Select all lines in the records that include "LimitedRatio".

──────── Exercise material ────────

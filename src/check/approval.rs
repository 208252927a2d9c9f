use std::collections::BTreeSet;

use crate::check::msg::CheckMessage;
use crate::sexpr::Sexpr;

// Splits messages into approved ones (counted) and the remainder, matched
// by canonical approval key.
pub fn resolve_approvals(
    messages: &[CheckMessage],
    approved: &BTreeSet<Sexpr>,
) -> (usize, Vec<CheckMessage>) {
    let mut count = 0;
    let mut remaining = Vec::new();
    for msg in messages {
        if approved.contains(msg.approval()) {
            count += 1;
        } else {
            remaining.push(msg.clone());
        }
    }
    (count, remaining)
}

// Presentation order: most severe first, then by message text. Stable, so
// equal entries keep their emission order.
pub fn sort_for_presentation(msgs: &mut [CheckMessage]) {
    msgs.sort_by(|a, b| {
        b.severity().cmp(&a.severity()).then_with(|| a.message().cmp(b.message()))
    });
}

#[cfg(test)]
mod tests {
    use uuid::Uuid;

    use super::*;
    use crate::check::msg::{ObjectKind, ObjectRef};
    use crate::geom::units::{Length, UnsignedLength};

    fn msg(n: u128) -> CheckMessage {
        let obj = ObjectRef::new(ObjectKind::NetLine, Uuid::from_u128(n));
        CheckMessage::minimum_width_violation(
            &obj,
            Length::nm(100_000),
            UnsignedLength::nm(200_000),
            Vec::new(),
        )
    }

    #[test]
    fn test_resolve_approvals() {
        let msgs = vec![msg(1), msg(2), msg(3)];
        let mut approved = BTreeSet::new();
        approved.insert(msgs[1].approval().clone());
        // An approval that matches nothing is simply ignored.
        approved.insert(Sexpr::node("approved").with_atom("stale"));
        let (count, remaining) = resolve_approvals(&msgs, &approved);
        assert_eq!(count, 1);
        assert_eq!(remaining.len(), 2);
        assert_eq!(remaining[0], msgs[0]);
        assert_eq!(remaining[1], msgs[2]);
    }

    #[test]
    fn test_approval_survives_round_trip() {
        let m = msg(7);
        let text = m.approval().canonical();
        let mut approved = BTreeSet::new();
        approved.insert(Sexpr::parse(&text).unwrap());
        let (count, remaining) = resolve_approvals(&[m], &approved);
        assert_eq!(count, 1);
        assert!(remaining.is_empty());
    }

    #[test]
    fn test_presentation_sort() {
        let warn = CheckMessage::courtyard_overlap(
            Uuid::from_u128(1),
            Uuid::from_u128(2),
            Vec::new(),
        );
        let err = msg(1);
        let mut msgs = vec![warn.clone(), err.clone()];
        sort_for_presentation(&mut msgs);
        assert_eq!(msgs[0], err);
        assert_eq!(msgs[1], warn);
    }
}
use serde::{Deserialize, Serialize};
use uuid::Uuid;

use crate::geom::path::Path;
use crate::geom::polygon::PolygonSet;
use crate::geom::units::UnsignedLength;
use crate::model::layer::Layer;

// Filled copper area belonging to a net. The filled fragments are derived
// data, recomputed by BoardModel::rebuild_planes and cached here; they are
// empty until the first rebuild.
#[derive(Debug, Clone, Serialize, Deserialize)]
pub struct Plane {
    pub uuid: Uuid,
    pub layer: Layer,
    pub net: Option<Uuid>,
    pub outline: Path,
    pub min_width: UnsignedLength,
    pub min_clearance: UnsignedLength,
    #[serde(skip)]
    fragments: PolygonSet,
}

impl Plane {
    pub fn new(
        uuid: Uuid,
        layer: Layer,
        net: Option<Uuid>,
        outline: Path,
        min_width: UnsignedLength,
        min_clearance: UnsignedLength,
    ) -> Self {
        Self { uuid, layer, net, outline, min_width, min_clearance, fragments: PolygonSet::empty() }
    }

    pub fn fragments(&self) -> &PolygonSet {
        &self.fragments
    }

    pub(crate) fn set_fragments(&mut self, fragments: PolygonSet) {
        self.fragments = fragments;
    }
}
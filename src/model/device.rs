use serde::{Deserialize, Serialize};
use uuid::Uuid;

use crate::geom::path::Path;
use crate::geom::point::Point;
use crate::geom::units::{Angle, Length, LimitedRatio, PositiveLength};
use crate::model::graphics::{Circle, Hole, Polygon, StrokeText};
use crate::model::layer::Layer;
use crate::model::transform::Transform;

// Plated hole of a THT pad.
#[derive(Debug, Clone, PartialEq, Eq, Serialize, Deserialize)]
pub struct PadHole {
    pub uuid: Uuid,
    pub diameter: PositiveLength,
    pub path: Path,
}

// Copper land outline of a pad. Corner radii are a ratio of half the
// smaller box dimension.
#[derive(Debug, Clone, PartialEq, Eq, Serialize, Deserialize)]
pub enum PadShape {
    RoundedRect { corner_radius: LimitedRatio },
    RoundedOctagon { corner_radius: LimitedRatio },
    Stroke { path: Path },
    Custom { outline: Path },
}

#[derive(Debug, Copy, Clone, PartialEq, Eq, Serialize, Deserialize, strum::Display)]
#[strum(serialize_all = "snake_case")]
pub enum PadSide {
    Top,
    Bottom,
}

// Pad of a library footprint, in footprint coordinates. A pad without
// holes is surface mount on its side; a pad with holes spans all copper
// layers.
#[derive(Debug, Clone, PartialEq, Eq, Serialize, Deserialize)]
pub struct FootprintPad {
    pub uuid: Uuid,
    pub position: Point,
    pub rotation: Angle,
    pub width: PositiveLength,
    pub height: PositiveLength,
    pub shape: PadShape,
    pub side: PadSide,
    pub holes: Vec<PadHole>,
    pub stop_mask_offset: Option<Length>,
    // Component signal this pad belongs to; nets resolve through the
    // circuit, not through back-pointers.
    pub signal: Option<Uuid>,
}

impl FootprintPad {
    pub fn is_tht(&self) -> bool {
        !self.holes.is_empty()
    }

    // Layer the copper of an SMT pad lands on before device placement.
    pub const fn smt_layer(&self) -> Layer {
        match self.side {
            PadSide::Top => Layer::TopCopper,
            PadSide::Bottom => Layer::BottomCopper,
        }
    }

    pub fn transform(&self) -> Transform {
        Transform::new(self.position, self.rotation, false)
    }
}

// Library footprint shared by device instances through the board's arena.
#[derive(Debug, Clone, PartialEq, Eq, Serialize, Deserialize)]
pub struct Footprint {
    pub uuid: Uuid,
    pub name: String,
    pub pads: Vec<FootprintPad>,
    pub polygons: Vec<Polygon>,
    pub circles: Vec<Circle>,
    pub holes: Vec<Hole>,
    pub texts: Vec<StrokeText>,
}

impl Footprint {
    pub fn new(uuid: Uuid, name: &str) -> Self {
        Self {
            uuid,
            name: name.to_string(),
            pads: Vec::new(),
            polygons: Vec::new(),
            circles: Vec::new(),
            holes: Vec::new(),
            texts: Vec::new(),
        }
    }

    pub fn pad(&self, uuid: Uuid) -> Option<&FootprintPad> {
        self.pads.iter().find(|p| p.uuid == uuid)
    }
}

// Index into the board's footprint arena.
#[derive(Debug, Copy, Clone, PartialEq, Eq, Hash, Serialize, Deserialize)]
pub struct FootprintId(pub usize);

// Placed device: a component instance realized on the board with a library
// device and footprint.
#[derive(Debug, Clone, PartialEq, Eq, Serialize, Deserialize)]
pub struct Device {
    pub uuid: Uuid,
    pub component: Uuid,
    pub library_device: Uuid,
    pub footprint: FootprintId,
    pub transform: Transform,
    pub texts: Vec<StrokeText>,
}
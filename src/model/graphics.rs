use serde::{Deserialize, Serialize};
use uuid::Uuid;

use crate::geom::path::Path;
use crate::geom::point::Point;
use crate::geom::units::{Length, PositiveLength, UnsignedLength};
use crate::model::layer::Layer;

// Polygon graphic on a single layer, optionally filled. On the board
// outline layer the path is the milling contour.
#[derive(Debug, Clone, PartialEq, Eq, Serialize, Deserialize)]
pub struct Polygon {
    pub uuid: Uuid,
    pub layer: Layer,
    pub line_width: UnsignedLength,
    pub filled: bool,
    pub path: Path,
}

#[derive(Debug, Clone, PartialEq, Eq, Serialize, Deserialize)]
pub struct Circle {
    pub uuid: Uuid,
    pub layer: Layer,
    pub line_width: UnsignedLength,
    pub filled: bool,
    pub center: Point,
    pub diameter: PositiveLength,
}

impl Circle {
    pub fn outline(&self) -> Path {
        Path::circle(self.center, self.diameter)
    }
}

// Vector text rendered to stroke paths by the editor's text layouter; the
// checker consumes the precomputed character paths.
#[derive(Debug, Clone, PartialEq, Eq, Serialize, Deserialize)]
pub struct StrokeText {
    pub uuid: Uuid,
    pub layer: Layer,
    pub stroke_width: PositiveLength,
    pub paths: Vec<Path>,
}

// Non-plated drilled hole. The path describes the drill travel: a single
// vertex is a round drill, two straight vertices a single-segment slot,
// more vertices or arcs a milled slot.
#[derive(Debug, Clone, PartialEq, Eq, Serialize, Deserialize)]
pub struct Hole {
    pub uuid: Uuid,
    pub diameter: PositiveLength,
    pub path: Path,
    pub stop_mask_offset: Option<Length>,
}

// Drill path shapes, ordered from least to most demanding to manufacture.
#[derive(Debug, Copy, Clone, PartialEq, Eq, PartialOrd, Ord, Serialize, Deserialize)]
pub enum SlotKind {
    RoundDrill,
    SingleSegmentStraight,
    MultiSegmentStraight,
    Curved,
}

pub fn classify_slot(path: &Path) -> SlotKind {
    if path.has_arcs() {
        SlotKind::Curved
    } else if path.is_single_point() {
        SlotKind::RoundDrill
    } else if path.segment_count() <= 1 {
        SlotKind::SingleSegmentStraight
    } else {
        SlotKind::MultiSegmentStraight
    }
}

#[cfg(test)]
mod tests {
    use super::*;
    use crate::geom::units::Angle;
    use crate::geom::{pt, vtx};

    #[test]
    fn test_classify_slot() {
        assert_eq!(classify_slot(&Path::from_points(&[pt(0, 0)])), SlotKind::RoundDrill);
        assert_eq!(
            classify_slot(&Path::line(pt(0, 0), pt(5_000_000, 0))),
            SlotKind::SingleSegmentStraight
        );
        assert_eq!(
            classify_slot(&Path::from_points(&[pt(0, 0), pt(1_000, 0), pt(1_000, 1_000)])),
            SlotKind::MultiSegmentStraight
        );
        let curved = Path::new(vec![vtx(pt(0, 0), Angle::DEG_90), vtx(pt(1_000, 1_000), Angle::ZERO)]);
        assert_eq!(classify_slot(&curved), SlotKind::Curved);
        assert!(SlotKind::RoundDrill < SlotKind::Curved);
    }
}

────────

- **Answer for this exercise**
use crate::geom::units::{Angle, Length, LimitedRatio, PositiveLength};
    RoundedRect { corner_radius: LimitedRatio },
    RoundedOctagon { corner_radius: LimitedRatio },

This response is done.